For a writer, seeking feedback for the first time can be a little daunting. I studied Creative Writing at uni, and remembered the feedback I got in seminars and tutors. I wanted something similar, but knew I was limited in regards to time. Ideally, I wanted to join a writer’s group, so I tried to locate one in the area, but to no avail. It is hard to find other writers to give you feedback, or even general readers, but hopefully the below tips will help you find what you need. Remember, none of these are going to suit every person. It’s best to consider what sort of feedback you’re looking for, how quickly you need it, and whether or not you have the time to provide feedback in return.

More details on my own beta reading below under freelance, but you can also find my Fiverr page here if you want to take a look.

Writing Groups

The classic, IRL approach. If you need company, and enjoy the presence of other writers, this might be a good option. It can also result in making some friends. If you’re not sure about this approach, consider finding a one-off workshop in the local area. Other writers there might be part of a group, or you might find some interested in starting one. Some groups are more about feedback, others are designed to get the juices flowing, so to speak, with exercises and discussions.

Social Media

Social media – and the internet in general – has made it much easier to find writers than it was before. If you look on Facebook, you can find groups dedicated to writing or to readers themselves. Twitter has #writingcommunity, but you can also reach out to book bloggers and general readers. Using the hashtag #betareader #betareading or searching for those terms should help you find someone willing to give feedback. Some people will happily do it without anything in return, but others might want you to look at their work in exchange. Always check with the person what’s the best way, and find out what they offer. Reactions, critique, edit suggestions?

Online Writing Groups

Although I’m sure there’s many out there, the one I have most experience with (and use myself) is Scribophile. Here you’ll find a variety of different writers, forums, and groups dedicated to various genres. There’s also contests, some with cash prizes. I was published in the Seven Deadly Sins: A YA Anthology series, in three volumes, thanks to entering the competitions on Scrib. I’ve also met many, wonderful, talented writers on there. You need to provide feedback in order to gain it, and there are different ways of doing so. I always do in-line critiques, as it allows me to suggest edits and provide reactions. The main drawback is that you need Karma in order to post your work. You get little over 1 KP for the critiques, if they are in spotlights, and you need 5 KP to post your work. The suggestion is to post in blocks of under 3K words, and the KP system is set up to support this. Not many people will critique something much over 3,500. You can post short stories or novel chapters, however I’ve found I get the best responses on short stories. If you have the time to critique, it is a good idea, and some members offer bonus KP on their stories.
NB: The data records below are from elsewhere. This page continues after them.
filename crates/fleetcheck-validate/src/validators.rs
//! Fleet validators — pure predicates over one snapshot.
//!
//! Each predicate has a diagnostic form (`capacity`, `zone_spread`,
//! `homogeneity`) that returns the observed values, so a failed rule can be
//! reported with the numbers that broke it.

use std::collections::HashSet;

use fleetcheck_core::{GroupSnapshot, InstanceId};

use crate::error::{CheckError, CheckResult};

/// Observed in-service count against desired capacity.
#[derive(Debug, Clone, Copy, PartialEq, Eq)]
pub struct CapacityCheck {
    pub in_service: usize,
    pub desired: u32,
}

impl CapacityCheck {
    pub fn matches(&self) -> bool {
        self.in_service == self.desired as usize
    }
}

pub fn capacity(snapshot: &GroupSnapshot) -> CapacityCheck {
    CapacityCheck {
        in_service: snapshot.in_service_count(),
        desired: snapshot.desired_capacity,
    }
}

/// True iff the in-service count equals desired capacity.
pub fn capacity_matches(snapshot: &GroupSnapshot) -> bool {
    capacity(snapshot).matches()
}

/// Zone spread of the in-service instances.
#[derive(Debug, Clone, Copy, PartialEq, Eq)]
pub struct ZoneSpread {
    /// R: in-service instances.
    pub running: usize,
    /// A: configured availability zones.
    pub configured: usize,
    /// Z: distinct zones occupied by in-service instances.
    pub occupied: usize,
}

impl ZoneSpread {
    /// Two regimes:
    ///
    /// - `R <= A`: every running instance must sit in its own zone (`Z == R`).
    /// - `R > A`: every configured zone must be occupied (`Z == A`).
    ///
    /// A single instance (or none) is always valid.
    pub fn is_valid(&self) -> bool {
        if self.running <= 1 {
            return true;
        }
        if self.running <= self.configured {
            self.occupied == self.running
        } else {
            self.occupied == self.configured
        }
    }

    /// The zone count the current regime requires.
    pub fn required(&self) -> usize {
        if self.running <= self.configured {
            self.running
        } else {
            self.configured
        }
    }
}

pub fn zone_spread(snapshot: &GroupSnapshot) -> ZoneSpread {
    let occupied: HashSet<&str> = snapshot
        .in_service()
        .map(|i| i.availability_zone.as_str())
        .collect();
    ZoneSpread {
        running: snapshot.in_service_count(),
        configured: snapshot.availability_zones.len(),
        occupied: occupied.len(),
    }
}

pub fn zone_distribution_valid(snapshot: &GroupSnapshot) -> bool {
    zone_spread(snapshot).is_valid()
}

/// Outcome of comparing every in-service instance against the first one.
#[derive(Debug, Clone, PartialEq, Eq)]
pub struct Homogeneity {
    /// First in-service instance in provider order.
    pub reference: InstanceId,
    /// First instance whose (vpc, security groups, image) differs.
    pub mismatch: Option<InstanceId>,
}

impl Homogeneity {
    pub fn is_homogeneous(&self) -> bool {
        self.mismatch.is_none()
    }
}

pub fn homogeneity(snapshot: &GroupSnapshot) -> CheckResult<Homogeneity> {
    let mut running = snapshot.in_service();
    let reference = running.next().ok_or_else(|| CheckError::EmptyInstanceSet {
        check: "config-homogeneous",
        group: snapshot.name.clone(),
    })?;

    let mismatch = running
        .find(|i| i.metadata != reference.metadata)
        .map(|i| i.id.clone());

    Ok(Homogeneity {
        reference: reference.id.clone(),
        mismatch,
    })
}

/// True iff every in-service instance shares the first one's configuration.
///
/// Fails with `EmptyInstanceSet` when nothing is in service.
pub fn config_homogeneous(snapshot: &GroupSnapshot) -> CheckResult<bool> {
    Ok(homogeneity(snapshot)?.is_homogeneous())
}

#[cfg(test)]
mod tests {
    use super::*;
    use chrono::{TimeZone, Utc};
    use fleetcheck_core::{InstanceMetadata, InstanceRecord, LifecycleState};

    fn record(id: &str, state: LifecycleState, zone: &str) -> InstanceRecord {
        InstanceRecord {
            id: id.to_string(),
            lifecycle: state,
            raw_lifecycle: match state {
                LifecycleState::InService => "InService".into(),
                LifecycleState::NotInService => "Terminated".into(),
            },
            availability_zone: zone.to_string(),
            launch_time: Utc.with_ymd_and_hms(2026, 10, 19, 0, 0, 0).unwrap(),
            metadata: InstanceMetadata {
                vpc_id: "vpc-1".into(),
                security_groups: ["sg-1".to_string(), "sg-2".to_string()].into(),
                image_id: "ami-1".into(),
            },
        }
    }

    fn running(zones: &[&str]) -> Vec<InstanceRecord> {
        zones
            .iter()
            .enumerate()
            .map(|(n, z)| record(&format!("i-{n}"), LifecycleState::InService, z))
            .collect()
    }

    fn snapshot(desired: u32, configured: &[&str], instances: Vec<InstanceRecord>) -> GroupSnapshot {
        GroupSnapshot {
            name: "web".into(),
            desired_capacity: desired,
            availability_zones: configured.iter().map(|z| z.to_string()).collect(),
            instances,
        }
    }

    const FIVE_ZONES: [&str; 5] = ["a", "b", "c", "d", "e"];
    const THREE_ZONES: [&str; 3] = ["a", "b", "c"];

    #[test]
    fn capacity_matches_iff_in_service_equals_desired() {
        for running_count in 0..6usize {
            for stopped in 0..3usize {
                for desired in 0..6u32 {
                    let mut instances: Vec<_> = (0..running_count)
                        .map(|n| record(&format!("r-{n}"), LifecycleState::InService, "a"))
                        .collect();
                    instances.extend(
                        (0..stopped)
                            .map(|n| record(&format!("s-{n}"), LifecycleState::NotInService, "a")),
                    );
                    let snap = snapshot(desired, &["a"], instances);
                    assert_eq!(
                        capacity_matches(&snap),
                        running_count == desired as usize,
                        "running={running_count} stopped={stopped} desired={desired}"
                    );
                }
            }
        }
    }

    #[test]
    fn zero_desired_zero_running_matches() {
        let snap = snapshot(0, &["a"], vec![]);
        assert!(capacity_matches(&snap));
        assert_eq!(capacity(&snap), CapacityCheck { in_service: 0, desired: 0 });
    }

    #[test]
    fn single_instance_always_spread() {
        let configs: [&[&str]; 3] = [&[], &["a"], &FIVE_ZONES];
        for configured in configs {
            let snap = snapshot(1, configured, running(&["z"]));
            assert!(zone_distribution_valid(&snap));
        }
    }

    #[test]
    fn under_provisioned_requires_one_zone_per_instance() {
        let snap = snapshot(3, &FIVE_ZONES, running(&["a", "b", "c"]));
        assert!(zone_distribution_valid(&snap));

        let snap = snapshot(3, &FIVE_ZONES, running(&["a", "b", "b"]));
        let spread = zone_spread(&snap);
        assert_eq!(spread, ZoneSpread { running: 3, configured: 5, occupied: 2 });
        assert_eq!(spread.required(), 3);
        assert!(!spread.is_valid());
    }

    #[test]
    fn over_provisioned_requires_every_zone() {
        let snap = snapshot(5, &THREE_ZONES, running(&["a", "b", "c", "a", "b"]));
        assert!(zone_distribution_valid(&snap));

        let snap = snapshot(5, &THREE_ZONES, running(&["a", "b", "a", "b", "a"]));
        let spread = zone_spread(&snap);
        assert_eq!(spread.required(), 3);
        assert!(!spread.is_valid());
    }

    #[test]
    fn stopped_instances_do_not_count_towards_spread() {
        let mut instances = running(&["a", "a"]);
        instances.push(record("i-x", LifecycleState::NotInService, "b"));
        let snap = snapshot(2, &["a", "b"], instances);
        assert_eq!(zone_spread(&snap).occupied, 1);
        assert!(!zone_distribution_valid(&snap));
    }

    #[test]
    fn identical_configuration_is_homogeneous() {
        let snap = snapshot(2, &["a", "b"], running(&["a", "b"]));
        assert!(config_homogeneous(&snap).unwrap());
    }

    #[test]
    fn differing_image_is_not_homogeneous() {
        let mut instances = running(&["a", "b", "c"]);
        instances[2].metadata.image_id = "ami-2".into();
        let snap = snapshot(3, &THREE_ZONES, instances);

        let h = homogeneity(&snap).unwrap();
        assert_eq!(h.reference, "i-0");
        assert_eq!(h.mismatch.as_deref(), Some("i-2"));
        assert!(!config_homogeneous(&snap).unwrap());
    }

    #[test]
    fn differing_vpc_is_not_homogeneous() {
        let mut instances = running(&["a", "b", "c"]);
        instances[1].metadata.vpc_id = "vpc-2".into();
        let snap = snapshot(3, &THREE_ZONES, instances);

        assert_eq!(homogeneity(&snap).unwrap().mismatch.as_deref(), Some("i-1"));
        assert!(!config_homogeneous(&snap).unwrap());
    }

    #[test]
    fn extra_security_group_is_not_homogeneous() {
        let mut instances = running(&["a", "b", "c"]);
        instances[1].metadata.security_groups.insert("sg-3".into());
        let snap = snapshot(3, &THREE_ZONES, instances);

        assert_eq!(homogeneity(&snap).unwrap().mismatch.as_deref(), Some("i-1"));
        assert!(!config_homogeneous(&snap).unwrap());
    }

    #[test]
    fn reference_skips_stopped_instances() {
        let mut stopped = record("i-old", LifecycleState::NotInService, "a");
        stopped.metadata.vpc_id = "vpc-legacy".into();
        let mut instances = vec![stopped];
        instances.extend(running(&["a", "b"]));
        let snap = snapshot(2, &["a", "b"], instances);

        let h = homogeneity(&snap).unwrap();
        assert_eq!(h.reference, "i-0");
        assert!(h.is_homogeneous());
    }

    #[test]
    fn no_running_instances_is_empty_instance_set() {
        let snap = snapshot(
            2,
            &["a"],
            vec![record("i-1", LifecycleState::NotInService, "a")],
        );
        let err = config_homogeneous(&snap).unwrap_err();
        assert!(matches!(
            err,
            CheckError::EmptyInstanceSet { check: "config-homogeneous", .. }
        ));
    }
}
//! Temporal aggregators — uptime, next scheduled action, same-day churn.
//!
//! `now` (or `today`) is always passed in; nothing here reads the clock.

use chrono::{DateTime, NaiveDate, TimeDelta, Utc};

use fleetcheck_core::{GroupSnapshot, InstanceId, ScheduledAction};

use crate::error::{CheckError, CheckResult};

/// Longest uptime among in-service instances.
#[derive(Debug, Clone, PartialEq, Eq)]
pub struct Uptime {
    pub instance: InstanceId,
    pub duration: TimeDelta,
}

impl Uptime {
    pub fn hms(&self) -> String {
        format_hms(self.duration)
    }
}

/// `now - launch_time` maximized over in-service instances. The first
/// instance in provider order wins ties.
pub fn longest_uptime(snapshot: &GroupSnapshot, now: DateTime<Utc>) -> CheckResult<Uptime> {
    let mut longest: Option<Uptime> = None;
    for instance in snapshot.in_service() {
        let duration = now - instance.launch_time;
        if longest.as_ref().is_none_or(|l| duration > l.duration) {
            longest = Some(Uptime {
                instance: instance.id.clone(),
                duration,
            });
        }
    }
    longest.ok_or_else(|| CheckError::EmptyInstanceSet {
        check: "longest-uptime",
        group: snapshot.name.clone(),
    })
}

/// The scheduled action closest to `now` and the signed time until it.
#[derive(Debug, Clone, PartialEq)]
pub struct Countdown {
    pub action: ScheduledAction,
    /// `start_time - now`; negative once the action has started.
    pub delta: TimeDelta,
}

impl Countdown {
    pub fn is_past(&self) -> bool {
        self.delta < TimeDelta::zero()
    }

    /// Magnitude of the delta as `HH:MM:SS`.
    pub fn hms(&self) -> String {
        format_hms(self.delta)
    }
}

/// Pick the action whose start time is nearest to `now` in either direction.
///
/// Ties keep the first action seen. An empty slice yields `None`, which
/// means "no scheduled action" rather than an error.
pub fn next_scheduled_action(
    actions: &[ScheduledAction],
    now: DateTime<Utc>,
) -> Option<Countdown> {
    let mut best: Option<Countdown> = None;
    for action in actions {
        let delta = action.start_time - now;
        if best.as_ref().is_none_or(|b| delta.abs() < b.delta.abs()) {
            best = Some(Countdown {
                action: action.clone(),
                delta,
            });
        }
    }
    best
}

/// Not-in-service instances whose launch falls on `today` (UTC calendar day).
pub fn same_day_churn_count(snapshot: &GroupSnapshot, today: NaiveDate) -> usize {
    snapshot
        .not_in_service()
        .filter(|i| i.launch_time.date_naive() == today)
        .count()
}

/// Render the magnitude of a duration as `HH:MM:SS`.
///
/// Sub-second precision is truncated, never rounded. Hours keep growing past
/// 24 and the sign is dropped.
pub fn format_hms(delta: TimeDelta) -> String {
    let secs = delta.num_seconds().unsigned_abs();
    let hh = secs / 3600;
    let mm = (secs % 3600) / 60;
    let ss = secs % 60;
    format!("{hh:02}:{mm:02}:{ss:02}")
}
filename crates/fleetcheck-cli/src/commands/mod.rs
pub mod check;
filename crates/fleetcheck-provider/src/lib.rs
//! fleetcheck-provider — the Fleet State Provider seam.
//!
//! The validation core never talks to a cloud API. It consumes whatever a
//! [`FleetStateProvider`] hands back: a group description, one instance
//! description per member, and the group's scheduled actions.
//!
//! # Providers
//!
//! ```text
//! FleetStateProvider
//!   ├── MemoryProvider   (builder-style, tests and embedding)
//!   └── FixtureProvider  (JSON fleet document on disk)
//! ```
//!
//! [`fetch_snapshot`] performs the two-step fetch and assembles a fresh
//! [`GroupSnapshot`](fleetcheck_core::GroupSnapshot) for one run.

pub mod error;
pub mod fixture;
pub mod memory;
pub mod provider;
pub mod snapshot;

pub use error::{ProviderError, ProviderResult};
pub use fixture::{FixtureProvider, FleetDocument};
pub use memory::MemoryProvider;
pub use provider::FleetStateProvider;
pub use snapshot::fetch_snapshot;
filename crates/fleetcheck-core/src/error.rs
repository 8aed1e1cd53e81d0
//! Error types for snapshot assembly.

use thiserror::Error;

/// Result type alias for snapshot assembly.
pub type SnapshotResult<T> = Result<T, SnapshotError>;

/// Errors raised while joining raw provider responses into a snapshot.
#[derive(Debug, Error, Clone, PartialEq, Eq)]
pub enum SnapshotError {
    /// A group member has no matching instance description.
    #[error("instance {instance} listed in group {group} has no description")]
    MissingInstance { group: String, instance: String },
}
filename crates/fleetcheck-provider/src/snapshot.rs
//! Two-step snapshot materialization.

use tracing::debug;

use fleetcheck_core::{GroupSnapshot, SnapshotError};

use crate::error::{ProviderError, ProviderResult};
use crate::provider::FleetStateProvider;

/// Fetch a group and every member's instance description, then assemble a
/// fresh snapshot.
///
/// One `describe_instance` call is made per member, in member order, and
/// each description is paired with the member it was fetched for. A member
/// that disappeared between the two lookups surfaces as `InstanceNotFound`;
/// nothing is retried.
pub fn fetch_snapshot<P>(provider: &P, group: &str) -> ProviderResult<GroupSnapshot>
where
    P: FleetStateProvider + ?Sized,
{
    let description = provider.describe_group(group)?;
    debug!(
        group = %description.name,
        members = description.members.len(),
        desired = description.desired_capacity,
        "group described"
    );

    let details = description
        .members
        .iter()
        .map(|m| provider.describe_instance(&m.instance_id))
        .collect::<ProviderResult<Vec<_>>>()?;

    GroupSnapshot::assemble(description, details).map_err(|e| match e {
        SnapshotError::MissingInstance { instance, .. } => {
            ProviderError::InstanceNotFound(instance)
        }
    })
}
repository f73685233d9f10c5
//! `.volume` to `podman volume create` service conversion

use quadlet_core::cmdline::PODMAN_BINARY;
use quadlet_core::{ConversionError, PodmanCommand, UnitName};
use quadlet_unitfile::{SERVICE_GROUP, UNIT_GROUP, UnitFile};

use crate::Converter;
use crate::keys::{SUPPORTED_VOLUME_KEYS, VOLUME_GROUP, X_VOLUME_GROUP, check_for_unknown_keys};

impl Converter {
    /// Convert a `.volume` unit into a oneshot `podman volume create` service
    ///
    /// The podman volume is named `systemd-<base>` after the unit name and is
    /// only created if it does not exist yet.
    pub fn convert_volume(
        &self,
        volume: &UnitFile,
        name: &UnitName,
    ) -> Result<UnitFile, ConversionError> {
        let mut service = volume.clone();
        service.set_file_name(name.service_name());
        if let Some(path) = volume.path() {
            service.add(UNIT_GROUP, "SourcePath", &path.display().to_string());
        }

        check_for_unknown_keys(volume, VOLUME_GROUP, SUPPORTED_VOLUME_KEYS)?;

        service.rename_group(VOLUME_GROUP, X_VOLUME_GROUP);

        let volume_name = name.volume_name();

        // Need the containers filesystem mounted to start podman
        service.add(UNIT_GROUP, "RequiresMountsFor", "%t/containers");

        let exec_condition =
            format!("/usr/bin/bash -c \"! {PODMAN_BINARY} volume exists {volume_name}\"");

        let labels = volume.lookup_all_key_val(VOLUME_GROUP, "Label");

        let mut podman = PodmanCommand::new(["volume", "create"]);

        let mut options = Vec::new();
        if let Some(uid) = volume.lookup_u32(VOLUME_GROUP, "User")? {
            options.push(format!("uid={uid}"));
        }
        if let Some(gid) = volume.lookup_u32(VOLUME_GROUP, "Group")? {
            options.push(format!("gid={gid}"));
        }
        if !options.is_empty() {
            podman.add("--opt");
            podman.add(format!("o={}", options.join(",")));
        }

        podman.add_labels(&labels);
        podman.add(volume_name.clone());

        tracing::debug!(unit = %volume.display_name(), volume = %volume_name, "Converted volume");

        service.add_cmdline(SERVICE_GROUP, "ExecStart", podman.args());
        service.setv(
            SERVICE_GROUP,
            &[
                ("Type", "oneshot"),
                ("RemainAfterExit", "yes"),
                ("ExecCondition", exec_condition.as_str()),
                // podman, the default, says nothing about which volume this is
                ("SyslogIdentifier", "%N"),
            ],
        );

        Ok(service)
    }
}
//! Quadlet systemd generator
//!
//! Turns podman `.container` and `.volume` units into systemd services.

use clap::Parser;
use std::process;
use tracing::Level;

mod cli;
mod generate;

use cli::Cli;

#[tokio::main]
async fn main() {
    let cli = Cli::parse();

    let log_level = if cli.verbose {
        Level::DEBUG
    } else {
        Level::INFO
    };

    // stdout carries the generated units in dry-run mode
    tracing_subscriber::fmt()
        .with_max_level(log_level)
        .with_target(false)
        .with_writer(std::io::stderr)
        .init();

    if let Err(e) = generate::execute(cli).await {
        eprintln!("Error: {e:#}");
        process::exit(1);
    }
}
If you do use Scrib, let me know!

Freelance

There are many people out there who will beta-read/proofread/edit your work who can be found online, especially if you’re happy to pay. I’m currently on Fiverr, with a beta-reading gig which has had some excellent feedback from clients. I read the work, making in-line edits, edit suggestions, and marking reactions or making comments, and then I compile a reader report, with thoughts on characters, plot, description, pacing and SPAG. So far, I’ve done short stories up to 7K, novel openings, and novellas, in a variety of genres. I get it back as fast as I can, usually within a day. I currently have all 5* ratings from clients, and their feedback has been really good. There are also other beta-readers on the website, and probably on places like Upwork, too, so if you’re willing to pay, have a look around. Right now, I charge $5 for up to 7K words (or the first 7K) and $1 per 1K after that. You can check out my gig here, and you can contact me via Fiverr, via the blog or via Twitter if you have any questions about it.  My key words when providing feedback are honest and encouraging.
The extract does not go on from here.